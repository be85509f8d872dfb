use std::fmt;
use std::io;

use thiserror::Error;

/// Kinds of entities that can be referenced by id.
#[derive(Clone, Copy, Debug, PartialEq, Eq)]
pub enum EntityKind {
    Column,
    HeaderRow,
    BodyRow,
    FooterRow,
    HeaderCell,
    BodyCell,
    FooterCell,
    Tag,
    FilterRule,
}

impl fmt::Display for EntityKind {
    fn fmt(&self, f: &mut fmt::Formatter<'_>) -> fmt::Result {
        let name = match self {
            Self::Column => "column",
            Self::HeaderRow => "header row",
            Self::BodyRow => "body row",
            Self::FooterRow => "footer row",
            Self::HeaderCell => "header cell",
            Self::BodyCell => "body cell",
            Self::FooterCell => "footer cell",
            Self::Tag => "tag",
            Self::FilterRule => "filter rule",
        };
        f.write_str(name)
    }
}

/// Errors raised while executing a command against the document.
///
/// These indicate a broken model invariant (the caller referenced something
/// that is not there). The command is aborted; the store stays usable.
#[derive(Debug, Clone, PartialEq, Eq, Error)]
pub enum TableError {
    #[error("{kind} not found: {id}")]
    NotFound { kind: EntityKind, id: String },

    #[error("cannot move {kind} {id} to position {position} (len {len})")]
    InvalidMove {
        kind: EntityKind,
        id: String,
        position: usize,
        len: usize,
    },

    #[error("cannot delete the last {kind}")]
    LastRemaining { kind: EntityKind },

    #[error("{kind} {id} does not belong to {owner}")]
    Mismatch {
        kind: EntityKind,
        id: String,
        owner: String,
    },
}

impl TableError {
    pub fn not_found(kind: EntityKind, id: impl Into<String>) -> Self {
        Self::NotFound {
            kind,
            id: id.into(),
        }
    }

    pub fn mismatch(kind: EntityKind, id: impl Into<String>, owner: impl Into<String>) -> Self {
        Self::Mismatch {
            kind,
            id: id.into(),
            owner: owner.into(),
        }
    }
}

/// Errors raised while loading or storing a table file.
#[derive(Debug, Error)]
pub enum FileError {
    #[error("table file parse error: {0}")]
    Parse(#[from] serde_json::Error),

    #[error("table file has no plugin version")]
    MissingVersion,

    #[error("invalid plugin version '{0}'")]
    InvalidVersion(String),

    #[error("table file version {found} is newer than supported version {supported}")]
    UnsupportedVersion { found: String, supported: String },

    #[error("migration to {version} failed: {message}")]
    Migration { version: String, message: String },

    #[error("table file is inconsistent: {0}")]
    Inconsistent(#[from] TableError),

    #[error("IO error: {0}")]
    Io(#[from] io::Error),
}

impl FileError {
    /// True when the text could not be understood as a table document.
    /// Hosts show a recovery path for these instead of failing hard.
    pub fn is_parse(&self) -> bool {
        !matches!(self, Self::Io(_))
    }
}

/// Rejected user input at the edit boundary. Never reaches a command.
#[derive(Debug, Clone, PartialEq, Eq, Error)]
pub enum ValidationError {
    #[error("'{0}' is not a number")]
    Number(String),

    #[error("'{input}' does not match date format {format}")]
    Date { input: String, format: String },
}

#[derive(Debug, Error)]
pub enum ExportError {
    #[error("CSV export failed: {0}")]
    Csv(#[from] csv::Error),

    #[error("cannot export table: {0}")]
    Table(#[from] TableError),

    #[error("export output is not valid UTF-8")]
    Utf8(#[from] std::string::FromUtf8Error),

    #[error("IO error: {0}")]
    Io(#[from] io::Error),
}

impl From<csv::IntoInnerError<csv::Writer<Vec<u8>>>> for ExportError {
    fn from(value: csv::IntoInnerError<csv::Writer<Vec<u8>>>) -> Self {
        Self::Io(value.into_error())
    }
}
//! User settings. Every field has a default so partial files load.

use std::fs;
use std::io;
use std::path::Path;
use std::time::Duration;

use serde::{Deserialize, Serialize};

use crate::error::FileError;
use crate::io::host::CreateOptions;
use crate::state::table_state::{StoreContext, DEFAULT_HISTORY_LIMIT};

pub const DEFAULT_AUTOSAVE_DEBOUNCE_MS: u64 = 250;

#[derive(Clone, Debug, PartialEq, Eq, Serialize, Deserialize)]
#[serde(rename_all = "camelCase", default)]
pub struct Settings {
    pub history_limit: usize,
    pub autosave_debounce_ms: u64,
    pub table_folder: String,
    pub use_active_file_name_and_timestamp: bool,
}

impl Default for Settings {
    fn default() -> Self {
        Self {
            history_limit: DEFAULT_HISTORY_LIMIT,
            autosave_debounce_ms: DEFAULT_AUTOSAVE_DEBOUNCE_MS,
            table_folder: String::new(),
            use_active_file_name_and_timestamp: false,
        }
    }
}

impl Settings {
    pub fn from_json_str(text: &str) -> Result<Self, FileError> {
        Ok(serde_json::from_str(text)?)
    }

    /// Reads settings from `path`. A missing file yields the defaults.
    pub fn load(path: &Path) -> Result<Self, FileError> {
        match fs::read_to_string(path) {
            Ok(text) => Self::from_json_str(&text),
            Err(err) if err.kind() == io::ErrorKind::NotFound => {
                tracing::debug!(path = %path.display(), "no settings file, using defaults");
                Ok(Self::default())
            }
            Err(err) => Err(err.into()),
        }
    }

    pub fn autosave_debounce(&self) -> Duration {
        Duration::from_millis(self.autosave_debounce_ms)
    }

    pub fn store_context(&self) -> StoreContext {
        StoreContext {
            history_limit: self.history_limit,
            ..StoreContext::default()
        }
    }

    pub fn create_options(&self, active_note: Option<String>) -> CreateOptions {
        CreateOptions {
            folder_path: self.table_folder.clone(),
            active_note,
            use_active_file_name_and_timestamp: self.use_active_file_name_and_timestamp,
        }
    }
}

==================================================

#### [DIRECTIONS FOR THIS TASK]
Reproduce the full set of records precisely.

#### [COMPLETED EXERCISE]
repository be85509f8d872dfb
use std::fmt;
use std::io;

use thiserror::Error;

/// Kinds of entities that can be referenced by id.
#[derive(Clone, Copy, Debug, PartialEq, Eq)]
pub enum EntityKind {
    Column,
    HeaderRow,
    BodyRow,
    FooterRow,
    HeaderCell,
    BodyCell,
    FooterCell,
    Tag,
    FilterRule,
}

impl fmt::Display for EntityKind {
    fn fmt(&self, f: &mut fmt::Formatter<'_>) -> fmt::Result {
        let name = match self {
            Self::Column => "column",
            Self::HeaderRow => "header row",
            Self::BodyRow => "body row",
            Self::FooterRow => "footer row",
            Self::HeaderCell => "header cell",
            Self::BodyCell => "body cell",
            Self::FooterCell => "footer cell",
            Self::Tag => "tag",
            Self::FilterRule => "filter rule",
        };
        f.write_str(name)
    }
}

/// Errors raised while executing a command against the document.
///
/// These indicate a broken model invariant (the caller referenced something
/// that is not there). The command is aborted; the store stays usable.
#[derive(Debug, Clone, PartialEq, Eq, Error)]
pub enum TableError {
    #[error("{kind} not found: {id}")]
    NotFound { kind: EntityKind, id: String },

    #[error("cannot move {kind} {id} to position {position} (len {len})")]
    InvalidMove {
        kind: EntityKind,
        id: String,
        position: usize,
        len: usize,
    },

    #[error("cannot delete the last {kind}")]
    LastRemaining { kind: EntityKind },

    #[error("{kind} {id} does not belong to {owner}")]
    Mismatch {
        kind: EntityKind,
        id: String,
        owner: String,
    },
}

impl TableError {
    pub fn not_found(kind: EntityKind, id: impl Into<String>) -> Self {
        Self::NotFound {
            kind,
            id: id.into(),
        }
    }

    pub fn mismatch(kind: EntityKind, id: impl Into<String>, owner: impl Into<String>) -> Self {
        Self::Mismatch {
            kind,
            id: id.into(),
            owner: owner.into(),
        }
    }
}

/// Errors raised while loading or storing a table file.
#[derive(Debug, Error)]
pub enum FileError {
    #[error("table file parse error: {0}")]
    Parse(#[from] serde_json::Error),

    #[error("table file has no plugin version")]
    MissingVersion,

    #[error("invalid plugin version '{0}'")]
    InvalidVersion(String),

    #[error("table file version {found} is newer than supported version {supported}")]
    UnsupportedVersion { found: String, supported: String },

    #[error("migration to {version} failed: {message}")]
    Migration { version: String, message: String },

    #[error("table file is inconsistent: {0}")]
    Inconsistent(#[from] TableError),

    #[error("IO error: {0}")]
    Io(#[from] io::Error),
}

impl FileError {
    /// True when the text could not be understood as a table document.
    /// Hosts show a recovery path for these instead of failing hard.
    pub fn is_parse(&self) -> bool {
        !matches!(self, Self::Io(_))
    }
}

/// Rejected user input at the edit boundary. Never reaches a command.
#[derive(Debug, Clone, PartialEq, Eq, Error)]
pub enum ValidationError {
    #[error("'{0}' is not a number")]
    Number(String),

    #[error("'{input}' does not match date format {format}")]
    Date { input: String, format: String },
}

#[derive(Debug, Error)]
pub enum ExportError {
    #[error("CSV export failed: {0}")]
    Csv(#[from] csv::Error),

    #[error("cannot export table: {0}")]
    Table(#[from] TableError),

    #[error("export output is not valid UTF-8")]
    Utf8(#[from] std::string::FromUtf8Error),

    #[error("IO error: {0}")]
    Io(#[from] io::Error),
}

impl From<csv::IntoInnerError<csv::Writer<Vec<u8>>>> for ExportError {
    fn from(value: csv::IntoInnerError<csv::Writer<Vec<u8>>>) -> Self {
        Self::Io(value.into_error())
    }
}
//! User settings. Every field has a default so partial files load.

use std::fs;
use std::io;
use std::path::Path;
use std::time::Duration;

use serde::{Deserialize, Serialize};

use crate::error::FileError;
use crate::io::host::CreateOptions;
use crate::state::table_state::{StoreContext, DEFAULT_HISTORY_LIMIT};

pub const DEFAULT_AUTOSAVE_DEBOUNCE_MS: u64 = 250;

#[derive(Clone, Debug, PartialEq, Eq, Serialize, Deserialize)]
#[serde(rename_all = "camelCase", default)]
pub struct Settings {
    pub history_limit: usize,
    pub autosave_debounce_ms: u64,
    pub table_folder: String,
    pub use_active_file_name_and_timestamp: bool,
}

impl Default for Settings {
    fn default() -> Self {
        Self {
            history_limit: DEFAULT_HISTORY_LIMIT,
            autosave_debounce_ms: DEFAULT_AUTOSAVE_DEBOUNCE_MS,
            table_folder: String::new(),
            use_active_file_name_and_timestamp: false,
        }
    }
}

impl Settings {
    pub fn from_json_str(text: &str) -> Result<Self, FileError> {
        Ok(serde_json::from_str(text)?)
    }

    /// Reads settings from `path`. A missing file yields the defaults.
    pub fn load(path: &Path) -> Result<Self, FileError> {
        match fs::read_to_string(path) {
            Ok(text) => Self::from_json_str(&text),
            Err(err) if err.kind() == io::ErrorKind::NotFound => {
                tracing::debug!(path = %path.display(), "no settings file, using defaults");
                Ok(Self::default())
            }
            Err(err) => Err(err.into()),
        }
    }

    pub fn autosave_debounce(&self) -> Duration {
        Duration::from_millis(self.autosave_debounce_ms)
    }

    pub fn store_context(&self) -> StoreContext {
        StoreContext {
            history_limit: self.history_limit,
            ..StoreContext::default()
        }
    }

    pub fn create_options(&self, active_note: Option<String>) -> CreateOptions {
        CreateOptions {
            folder_path: self.table_folder.clone(),
            active_note,
            use_active_file_name_and_timestamp: self.use_active_file_name_and_timestamp,
        }
    }
}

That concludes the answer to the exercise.